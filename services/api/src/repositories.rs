//! Repositories for database operations

use sqlx::{PgConnection, Row, postgres::PgRow};
use uuid::Uuid;

use crate::models::{AuthorSummary, Target};

pub mod city;
pub mod event;
pub mod message;
pub mod venue;
pub mod vote;

/// Escape `%`, `_` and `\` so user input matches literally inside `ILIKE`
pub fn like_pattern(term: &str) -> String {
    let mut escaped = String::with_capacity(term.len() + 2);
    escaped.push('%');
    for c in term.chars() {
        if matches!(c, '%' | '_' | '\\') {
            escaped.push('\\');
        }
        escaped.push(c);
    }
    escaped.push('%');
    escaped
}

/// Trimmed filter value, `None` when blank
pub fn non_blank(value: &Option<String>) -> Option<&str> {
    value.as_deref().map(str::trim).filter(|v| !v.is_empty())
}

/// Author projection from the `author_name`/`author_email` join columns
pub fn author_from_row(row: &PgRow, author_id: Uuid) -> Result<Option<AuthorSummary>, sqlx::Error> {
    let name: Option<String> = row.try_get("author_name")?;
    let email: Option<String> = row.try_get("author_email")?;

    Ok(name.zip(email).map(|(name, email)| AuthorSummary {
        id: author_id,
        name,
        email,
    }))
}

/// Author of a target, or `None` when the target does not exist
///
/// With `lock` set the target row is locked until the transaction ends.
pub async fn target_author(
    conn: &mut PgConnection,
    target: Target,
    lock: bool,
) -> Result<Option<Uuid>, sqlx::Error> {
    let sql = format!(
        "SELECT author_id FROM {} WHERE id = $1{}",
        target.kind.table(),
        if lock { " FOR UPDATE" } else { "" }
    );

    sqlx::query_scalar::<_, Uuid>(&sql)
        .bind(target.id)
        .fetch_optional(conn)
        .await
}

#[cfg(test)]
mod tests {
    use super::*;

    #[test]
    fn test_like_pattern_escapes_wildcards() {
        assert_eq!(like_pattern("jazz"), "%jazz%");
        assert_eq!(like_pattern("100%"), "%100\\%%");
        assert_eq!(like_pattern("a_b\\c"), "%a\\_b\\\\c%");
    }

    #[test]
    fn test_non_blank() {
        assert_eq!(non_blank(&None), None);
        assert_eq!(non_blank(&Some("  ".to_string())), None);
        assert_eq!(non_blank(&Some(" Казань ".to_string())), Some("Казань"));
    }
}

##############################

** Exercise details **
Collect each line above holding the string "None".

** Exercise answer **
/// Trimmed filter value, `None` when blank
/// Author of a target, or `None` when the target does not exist
        assert_eq!(non_blank(&None), None);
        assert_eq!(non_blank(&Some("  ".to_string())), None);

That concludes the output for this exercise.